With proper ammo, a revolver can go hundreds of rounds before it needs cleaning in order to function.

As a matter of fact, I once tried to see how long it would take a M10 from 1955 to bind up.
I shot only 158gr LRN's and SWCHP's thru it, in warm weather, cold weather, snow, rain......
After five hundred rounds the gun was still working, although the cylinder was just starting to turn a bit slowly.
The gun looked so bad I gave up on the experiment and cleaned it. (Boy, was that a messy hour in the basement!)


Oh, and as for as a revolver being "much harder" to conceal than an auto?
Puhlease, someone needs to buy a quality holster.
I am six foot one, and about 150lbs. I have NO problem concealing a 2"-5" K-frame in either the appendix position, or behind the hip.
I personally know people that are about 6 foot and 180lbs that REGULARILY conceal a 3.5" N frame behind the hip.

It is all about the holster and your clothing.

Finally, Glaser's jumping the crimp?
Please.
Glaser's and Magsafe's use VERY light bullets, around 50-70grs, versus the standard 125-158grs of a lead bullet.
There is not much inertia there to cause crimp jumping.
I imagine it might possibly happen in one of those Ti snubby revolvers, but I've never ever heard of it happening in an alloy/steel or steel gun.

These are not flames, I just don't agree with what's been stated.
-Kframe
 
Response to all

The person I knew that had the revolver freezing problems worked for Aleska, the Alaska pipeline company, and carried a .44 mag for bear protection (the company required all outside workers leaving protected areas to carry, .357 mag minimum). There was nothing 'imaginary' about it. He was in and out of buildings a lot, and that is probably a much more extreme climate than most of us have to worry about. Anyways, he sold the revolver and got a .44 mag Desert Eagle, which he said would fire when iced up.
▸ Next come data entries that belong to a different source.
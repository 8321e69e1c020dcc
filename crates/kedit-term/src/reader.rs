// SPDX-License-Identifier: MIT
#![allow(unsafe_code)]
//
// Byte sources: where the input decoder gets its bytes.
//
// The editor is single-threaded: it blocks on stdin for at most one short
// timeout, processes whatever key arrived, draws a frame, and blocks again.
// `ByteSource` is the seam between that loop and the outside world. The
// real implementation polls the stdin file descriptor; tests feed a
// `VecDeque<u8>` script instead.
//
// Timeouts are not errors. A source returns `Ok(None)` when the timeout
// elapsed with nothing to read, and the decoder decides what that means
// (keep waiting for a first byte, or give up on an escape sequence).

use std::collections::VecDeque;
use std::io;

/// How long a single read waits for a byte (milliseconds).
///
/// Short enough that a lone ESC resolves without perceptible lag, long
/// enough that the idle loop costs nothing.
pub const READ_TIMEOUT_MS: i32 = 100;

/// A blocking, timeout-bounded source of raw input bytes.
pub trait ByteSource {
    /// Read one byte.
    ///
    /// Returns `Ok(None)` when the read timed out with no data.
    ///
    /// # Errors
    ///
    /// Returns an error when the underlying stream fails or is closed.
    fn read_byte(&mut self) -> io::Result<Option<u8>>;
}

/// Scripted input: pops bytes from the front, then reports timeouts.
impl ByteSource for VecDeque<u8> {
    fn read_byte(&mut self) -> io::Result<Option<u8>> {
        Ok(self.pop_front())
    }
}

// ─── StdinReader ─────────────────────────────────────────────────────────────

/// Reads stdin one byte at a time with a [`READ_TIMEOUT_MS`] timeout.
///
/// # Example
///
/// ```no_run
/// use kedit_term::reader::{ByteSource, StdinReader};
///
/// let mut reader = StdinReader::new();
/// if let Some(byte) = reader.read_byte()? {
///     println!("got {byte:#04x}");
/// }
/// # Ok::<(), std::io::Error>(())
/// ```
#[derive(Debug, Default)]
pub struct StdinReader {
    _private: (),
}

impl StdinReader {
    /// Create a reader over the process's stdin.
    #[must_use]
    pub const fn new() -> Self {
        Self { _private: () }
    }
}

impl ByteSource for StdinReader {
    /// Polls stdin, then reads a single byte.
    ///
    /// A readable descriptor that yields zero bytes means the other end
    /// hung up; that is reported as `UnexpectedEof` so the editor can exit
    /// instead of spinning.
    #[cfg(unix)]
    fn read_byte(&mut self) -> io::Result<Option<u8>> {
        use std::os::unix::io::AsRawFd;

        let fd = io::stdin().as_raw_fd();

        let ready = unsafe {
            let mut pfd = libc::pollfd {
                fd,
                events: libc::POLLIN,
                revents: 0,
            };
            libc::poll(&raw mut pfd, 1, READ_TIMEOUT_MS)
        };

        if ready == 0 {
            return Ok(None);
        }
        if ready < 0 {
            return retryable_or(io::Error::last_os_error());
        }

        let mut byte = 0u8;
        let n = unsafe { libc::read(fd, (&raw mut byte).cast::<libc::c_void>(), 1) };

        match n {
            1 => Ok(Some(byte)),
            0 => Err(io::Error::new(
                io::ErrorKind::UnexpectedEof,
                "input stream closed",
            )),
            _ => retryable_or(io::Error::last_os_error()),
        }
    }

    /// Non-unix fallback: a plain blocking read, no timeout.
    #[cfg(not(unix))]
    fn read_byte(&mut self) -> io::Result<Option<u8>> {
        use std::io::Read;

        let mut byte = [0u8; 1];
        match io::stdin().lock().read(&mut byte)? {
            0 => Err(io::Error::new(
                io::ErrorKind::UnexpectedEof,
                "input stream closed",
            )),
            _ => Ok(Some(byte[0])),
        }
    }
}

/// `EAGAIN` and `EINTR` mean "nothing yet"; anything else is fatal.
#[cfg(unix)]
fn retryable_or(err: io::Error) -> io::Result<Option<u8>> {
    match err.kind() {
        io::ErrorKind::WouldBlock | io::ErrorKind::Interrupted => Ok(None),
        _ => Err(err),
    }
}

// ─── Tests ───────────────────────────────────────────────────────────────────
As for the dirt test, I saw that in SWAT magazine quite a while ago. I tried it with my Glock 27, and it performed as I described. I couldn't get anyone to volunteer a revolver for that test, though. I can think of several environments where blowing fine grit is a daily fact of life. Hours of that, day after day, is much more severe than dropping a revolver in the dirt and quickly washing it off.

I'm not trying to trash revolvers, just trying to make sure that we all understand the weaknesses of that particular system. Best you be aware of them, so they don't catch you by suprise at a critical moment.
 
Ought Six,

My company, a few years back, did some training videos for the US Army. In an effort for realism this included actors in full battle dress. The "officer" had a M92 Beretta in a standard web belt holster. The filming was done at the Indiana Dunes State Park (real sand dunes, off Lake Michigan). By the end of the day (no firing of any guns, just a lot of running around jumping in and out of "emplacements" and "foxholes") the Beretta was totally frozen up with sand. Took me about three hours and a rubber mallet to finally get the slide freed up enough to disassemble and clean. But then I never understood just how the open topped slide design ever passed the various Mil-Spec tests anyway. I have had semi's fail to fire in extreme cold weather unless all lubrication was removed and replaced with "dri-slide". If you expect them to work for any length of time there has to be some type of lube on the slide mechanism. On the other hand I have seen revolvers work normally with NO lubrication (not recommended - but the gun will function reliably). Extreme conditions can cause problems with ANY gun, the only cure is for the operator to take all proper actions, including wiping things down on a regular basis. Revovler actions are relatively fragile, but then a lot of the new DA semi actions are pretty similiar, and not as well sealed. If you want to compare a revolver to a 1911, make the revolver a SAA.